Work item:
Here is a listing. Repeat it exactly and in its entirety.

*** Exercise data ***

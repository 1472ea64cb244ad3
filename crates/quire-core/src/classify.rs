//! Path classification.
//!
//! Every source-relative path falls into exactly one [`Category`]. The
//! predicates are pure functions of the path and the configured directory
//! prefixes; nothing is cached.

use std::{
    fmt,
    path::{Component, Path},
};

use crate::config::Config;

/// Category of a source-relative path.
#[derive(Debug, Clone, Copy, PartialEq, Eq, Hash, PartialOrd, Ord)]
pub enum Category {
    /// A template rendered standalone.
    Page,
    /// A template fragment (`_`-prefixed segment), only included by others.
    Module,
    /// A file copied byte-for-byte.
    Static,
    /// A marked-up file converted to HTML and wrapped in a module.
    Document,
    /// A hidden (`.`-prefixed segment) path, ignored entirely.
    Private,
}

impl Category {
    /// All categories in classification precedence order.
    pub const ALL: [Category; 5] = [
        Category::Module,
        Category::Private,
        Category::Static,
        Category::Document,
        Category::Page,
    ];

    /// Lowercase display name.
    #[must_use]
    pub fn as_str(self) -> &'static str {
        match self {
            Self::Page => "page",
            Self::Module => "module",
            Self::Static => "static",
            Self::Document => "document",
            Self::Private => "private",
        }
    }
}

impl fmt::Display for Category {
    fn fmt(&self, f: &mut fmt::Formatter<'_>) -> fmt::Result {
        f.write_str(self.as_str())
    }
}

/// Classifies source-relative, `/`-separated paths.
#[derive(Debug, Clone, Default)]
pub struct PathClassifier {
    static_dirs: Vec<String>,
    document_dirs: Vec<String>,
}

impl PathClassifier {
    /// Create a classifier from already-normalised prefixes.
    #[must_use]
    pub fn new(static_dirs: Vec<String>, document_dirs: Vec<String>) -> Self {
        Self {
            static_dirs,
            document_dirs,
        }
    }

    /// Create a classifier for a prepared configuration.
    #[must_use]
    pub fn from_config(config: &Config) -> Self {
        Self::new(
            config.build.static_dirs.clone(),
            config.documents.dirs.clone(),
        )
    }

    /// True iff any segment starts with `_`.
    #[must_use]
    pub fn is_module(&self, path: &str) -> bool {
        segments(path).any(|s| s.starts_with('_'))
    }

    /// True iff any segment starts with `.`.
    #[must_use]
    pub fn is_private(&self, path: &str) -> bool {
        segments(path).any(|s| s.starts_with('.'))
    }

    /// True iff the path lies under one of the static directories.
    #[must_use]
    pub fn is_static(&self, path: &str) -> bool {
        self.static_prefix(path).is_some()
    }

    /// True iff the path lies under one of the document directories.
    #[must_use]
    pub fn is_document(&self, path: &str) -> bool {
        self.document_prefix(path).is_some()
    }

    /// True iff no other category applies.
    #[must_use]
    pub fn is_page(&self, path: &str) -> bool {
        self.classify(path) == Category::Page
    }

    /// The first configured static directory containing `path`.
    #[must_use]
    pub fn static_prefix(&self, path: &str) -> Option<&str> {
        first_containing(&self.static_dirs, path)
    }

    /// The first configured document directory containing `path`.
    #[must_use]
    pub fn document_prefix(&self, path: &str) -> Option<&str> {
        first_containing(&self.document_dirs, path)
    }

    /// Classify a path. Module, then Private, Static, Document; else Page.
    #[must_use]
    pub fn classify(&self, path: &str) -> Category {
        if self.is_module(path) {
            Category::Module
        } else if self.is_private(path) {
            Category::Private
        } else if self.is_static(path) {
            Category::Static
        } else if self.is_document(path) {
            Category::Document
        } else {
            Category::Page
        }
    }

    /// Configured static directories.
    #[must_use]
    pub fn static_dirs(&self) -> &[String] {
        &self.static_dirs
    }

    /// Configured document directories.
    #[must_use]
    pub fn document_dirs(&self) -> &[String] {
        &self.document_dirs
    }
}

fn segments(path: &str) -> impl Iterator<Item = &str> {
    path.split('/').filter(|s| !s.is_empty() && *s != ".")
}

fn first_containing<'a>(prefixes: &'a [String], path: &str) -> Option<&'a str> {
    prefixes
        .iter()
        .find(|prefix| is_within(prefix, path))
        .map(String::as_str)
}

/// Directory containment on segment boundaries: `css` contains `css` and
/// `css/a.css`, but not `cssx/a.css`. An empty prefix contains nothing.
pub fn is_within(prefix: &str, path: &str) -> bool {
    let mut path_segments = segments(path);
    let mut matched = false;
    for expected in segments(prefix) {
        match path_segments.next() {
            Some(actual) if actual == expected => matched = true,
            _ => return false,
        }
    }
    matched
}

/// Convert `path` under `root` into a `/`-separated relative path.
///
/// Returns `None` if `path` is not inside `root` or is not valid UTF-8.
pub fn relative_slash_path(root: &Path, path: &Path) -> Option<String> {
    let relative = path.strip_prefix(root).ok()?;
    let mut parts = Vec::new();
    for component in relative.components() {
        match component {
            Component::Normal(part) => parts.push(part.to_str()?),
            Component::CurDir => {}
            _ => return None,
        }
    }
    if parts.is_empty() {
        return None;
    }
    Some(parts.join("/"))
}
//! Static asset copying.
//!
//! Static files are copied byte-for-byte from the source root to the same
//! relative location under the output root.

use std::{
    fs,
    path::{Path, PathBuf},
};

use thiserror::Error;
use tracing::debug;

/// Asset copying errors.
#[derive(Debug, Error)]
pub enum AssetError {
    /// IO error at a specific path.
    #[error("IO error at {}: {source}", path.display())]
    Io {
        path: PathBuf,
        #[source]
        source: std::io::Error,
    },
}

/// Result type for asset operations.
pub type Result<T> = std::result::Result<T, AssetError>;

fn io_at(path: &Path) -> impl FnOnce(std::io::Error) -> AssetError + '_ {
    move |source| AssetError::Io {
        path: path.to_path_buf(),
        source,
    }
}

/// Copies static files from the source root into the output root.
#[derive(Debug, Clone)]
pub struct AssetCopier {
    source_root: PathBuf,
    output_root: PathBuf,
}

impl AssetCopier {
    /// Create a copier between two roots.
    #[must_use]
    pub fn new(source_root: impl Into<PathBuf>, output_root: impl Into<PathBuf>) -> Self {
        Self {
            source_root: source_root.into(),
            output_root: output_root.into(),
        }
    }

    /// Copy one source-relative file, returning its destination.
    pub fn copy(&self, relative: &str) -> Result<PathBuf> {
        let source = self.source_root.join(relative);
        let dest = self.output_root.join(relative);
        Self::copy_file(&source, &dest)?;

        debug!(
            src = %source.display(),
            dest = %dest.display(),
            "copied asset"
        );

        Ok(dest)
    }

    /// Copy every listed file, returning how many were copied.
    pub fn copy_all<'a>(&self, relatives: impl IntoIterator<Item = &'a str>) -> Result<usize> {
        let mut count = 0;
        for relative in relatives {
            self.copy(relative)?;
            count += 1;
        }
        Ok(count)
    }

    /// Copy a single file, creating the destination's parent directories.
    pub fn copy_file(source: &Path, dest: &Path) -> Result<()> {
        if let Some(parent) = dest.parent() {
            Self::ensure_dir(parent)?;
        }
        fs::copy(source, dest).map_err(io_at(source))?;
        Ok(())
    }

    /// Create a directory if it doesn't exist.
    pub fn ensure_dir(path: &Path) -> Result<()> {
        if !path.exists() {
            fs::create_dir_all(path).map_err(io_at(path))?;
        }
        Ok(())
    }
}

*** End of Exercise data ***

Solution to the problem:
repository 1472ea64cb244ad3
filename crates/quire-core/src/classify.rs
//! Path classification.
//!
//! Every source-relative path falls into exactly one [`Category`]. The
//! predicates are pure functions of the path and the configured directory
//! prefixes; nothing is cached.

use std::{
    fmt,
    path::{Component, Path},
};

use crate::config::Config;

/// Category of a source-relative path.
#[derive(Debug, Clone, Copy, PartialEq, Eq, Hash, PartialOrd, Ord)]
pub enum Category {
    /// A template rendered standalone.
    Page,
    /// A template fragment (`_`-prefixed segment), only included by others.
    Module,
    /// A file copied byte-for-byte.
    Static,
    /// A marked-up file converted to HTML and wrapped in a module.
    Document,
    /// A hidden (`.`-prefixed segment) path, ignored entirely.
    Private,
}

impl Category {
    /// All categories in classification precedence order.
    pub const ALL: [Category; 5] = [
        Category::Module,
        Category::Private,
        Category::Static,
        Category::Document,
        Category::Page,
    ];

    /// Lowercase display name.
    #[must_use]
    pub fn as_str(self) -> &'static str {
        match self {
            Self::Page => "page",
            Self::Module => "module",
            Self::Static => "static",
            Self::Document => "document",
            Self::Private => "private",
        }
    }
}

impl fmt::Display for Category {
    fn fmt(&self, f: &mut fmt::Formatter<'_>) -> fmt::Result {
        f.write_str(self.as_str())
    }
}

/// Classifies source-relative, `/`-separated paths.
#[derive(Debug, Clone, Default)]
pub struct PathClassifier {
    static_dirs: Vec<String>,
    document_dirs: Vec<String>,
}

impl PathClassifier {
    /// Create a classifier from already-normalised prefixes.
    #[must_use]
    pub fn new(static_dirs: Vec<String>, document_dirs: Vec<String>) -> Self {
        Self {
            static_dirs,
            document_dirs,
        }
    }

    /// Create a classifier for a prepared configuration.
    #[must_use]
    pub fn from_config(config: &Config) -> Self {
        Self::new(
            config.build.static_dirs.clone(),
            config.documents.dirs.clone(),
        )
    }

    /// True iff any segment starts with `_`.
    #[must_use]
    pub fn is_module(&self, path: &str) -> bool {
        segments(path).any(|s| s.starts_with('_'))
    }

    /// True iff any segment starts with `.`.
    #[must_use]
    pub fn is_private(&self, path: &str) -> bool {
        segments(path).any(|s| s.starts_with('.'))
    }

    /// True iff the path lies under one of the static directories.
    #[must_use]
    pub fn is_static(&self, path: &str) -> bool {
        self.static_prefix(path).is_some()
    }

    /// True iff the path lies under one of the document directories.
    #[must_use]
    pub fn is_document(&self, path: &str) -> bool {
        self.document_prefix(path).is_some()
    }

    /// True iff no other category applies.
    #[must_use]
    pub fn is_page(&self, path: &str) -> bool {
        self.classify(path) == Category::Page
    }

    /// The first configured static directory containing `path`.
    #[must_use]
    pub fn static_prefix(&self, path: &str) -> Option<&str> {
        first_containing(&self.static_dirs, path)
    }

    /// The first configured document directory containing `path`.
    #[must_use]
    pub fn document_prefix(&self, path: &str) -> Option<&str> {
        first_containing(&self.document_dirs, path)
    }

    /// Classify a path. Module, then Private, Static, Document; else Page.
    #[must_use]
    pub fn classify(&self, path: &str) -> Category {
        if self.is_module(path) {
            Category::Module
        } else if self.is_private(path) {
            Category::Private
        } else if self.is_static(path) {
            Category::Static
        } else if self.is_document(path) {
            Category::Document
        } else {
            Category::Page
        }
    }

    /// Configured static directories.
    #[must_use]
    pub fn static_dirs(&self) -> &[String] {
        &self.static_dirs
    }

    /// Configured document directories.
    #[must_use]
    pub fn document_dirs(&self) -> &[String] {
        &self.document_dirs
    }
}

fn segments(path: &str) -> impl Iterator<Item = &str> {
    path.split('/').filter(|s| !s.is_empty() && *s != ".")
}

fn first_containing<'a>(prefixes: &'a [String], path: &str) -> Option<&'a str> {
    prefixes
        .iter()
        .find(|prefix| is_within(prefix, path))
        .map(String::as_str)
}

/// Directory containment on segment boundaries: `css` contains `css` and
/// `css/a.css`, but not `cssx/a.css`. An empty prefix contains nothing.
pub fn is_within(prefix: &str, path: &str) -> bool {
    let mut path_segments = segments(path);
    let mut matched = false;
    for expected in segments(prefix) {
        match path_segments.next() {
            Some(actual) if actual == expected => matched = true,
            _ => return false,
        }
    }
    matched
}

/// Convert `path` under `root` into a `/`-separated relative path.
///
/// Returns `None` if `path` is not inside `root` or is not valid UTF-8.
pub fn relative_slash_path(root: &Path, path: &Path) -> Option<String> {
    let relative = path.strip_prefix(root).ok()?;
    let mut parts = Vec::new();
    for component in relative.components() {
        match component {
            Component::Normal(part) => parts.push(part.to_str()?),
            Component::CurDir => {}
            _ => return None,
        }
    }
    if parts.is_empty() {
        return None;
    }
    Some(parts.join("/"))
}
//! Static asset copying.
//!
//! Static files are copied byte-for-byte from the source root to the same
//! relative location under the output root.

use std::{
    fs,
    path::{Path, PathBuf},
};

use thiserror::Error;
use tracing::debug;

/// Asset copying errors.
#[derive(Debug, Error)]
pub enum AssetError {
    /// IO error at a specific path.
    #[error("IO error at {}: {source}", path.display())]
    Io {
        path: PathBuf,
        #[source]
        source: std::io::Error,
    },
}

/// Result type for asset operations.
pub type Result<T> = std::result::Result<T, AssetError>;

fn io_at(path: &Path) -> impl FnOnce(std::io::Error) -> AssetError + '_ {
    move |source| AssetError::Io {
        path: path.to_path_buf(),
        source,
    }
}

/// Copies static files from the source root into the output root.
#[derive(Debug, Clone)]
pub struct AssetCopier {
    source_root: PathBuf,
    output_root: PathBuf,
}

impl AssetCopier {
    /// Create a copier between two roots.
    #[must_use]
    pub fn new(source_root: impl Into<PathBuf>, output_root: impl Into<PathBuf>) -> Self {
        Self {
            source_root: source_root.into(),
            output_root: output_root.into(),
        }
    }

    /// Copy one source-relative file, returning its destination.
    pub fn copy(&self, relative: &str) -> Result<PathBuf> {
        let source = self.source_root.join(relative);
        let dest = self.output_root.join(relative);
        Self::copy_file(&source, &dest)?;

        debug!(
            src = %source.display(),
            dest = %dest.display(),
            "copied asset"
        );

        Ok(dest)
    }

    /// Copy every listed file, returning how many were copied.
    pub fn copy_all<'a>(&self, relatives: impl IntoIterator<Item = &'a str>) -> Result<usize> {
        let mut count = 0;
        for relative in relatives {
            self.copy(relative)?;
            count += 1;
        }
        Ok(count)
    }

    /// Copy a single file, creating the destination's parent directories.
    pub fn copy_file(source: &Path, dest: &Path) -> Result<()> {
        if let Some(parent) = dest.parent() {
            Self::ensure_dir(parent)?;
        }
        fs::copy(source, dest).map_err(io_at(source))?;
        Ok(())
    }

    /// Create a directory if it doesn't exist.
    pub fn ensure_dir(path: &Path) -> Result<()> {
        if !path.exists() {
            fs::create_dir_all(path).map_err(io_at(path))?;
        }
        Ok(())
    }
}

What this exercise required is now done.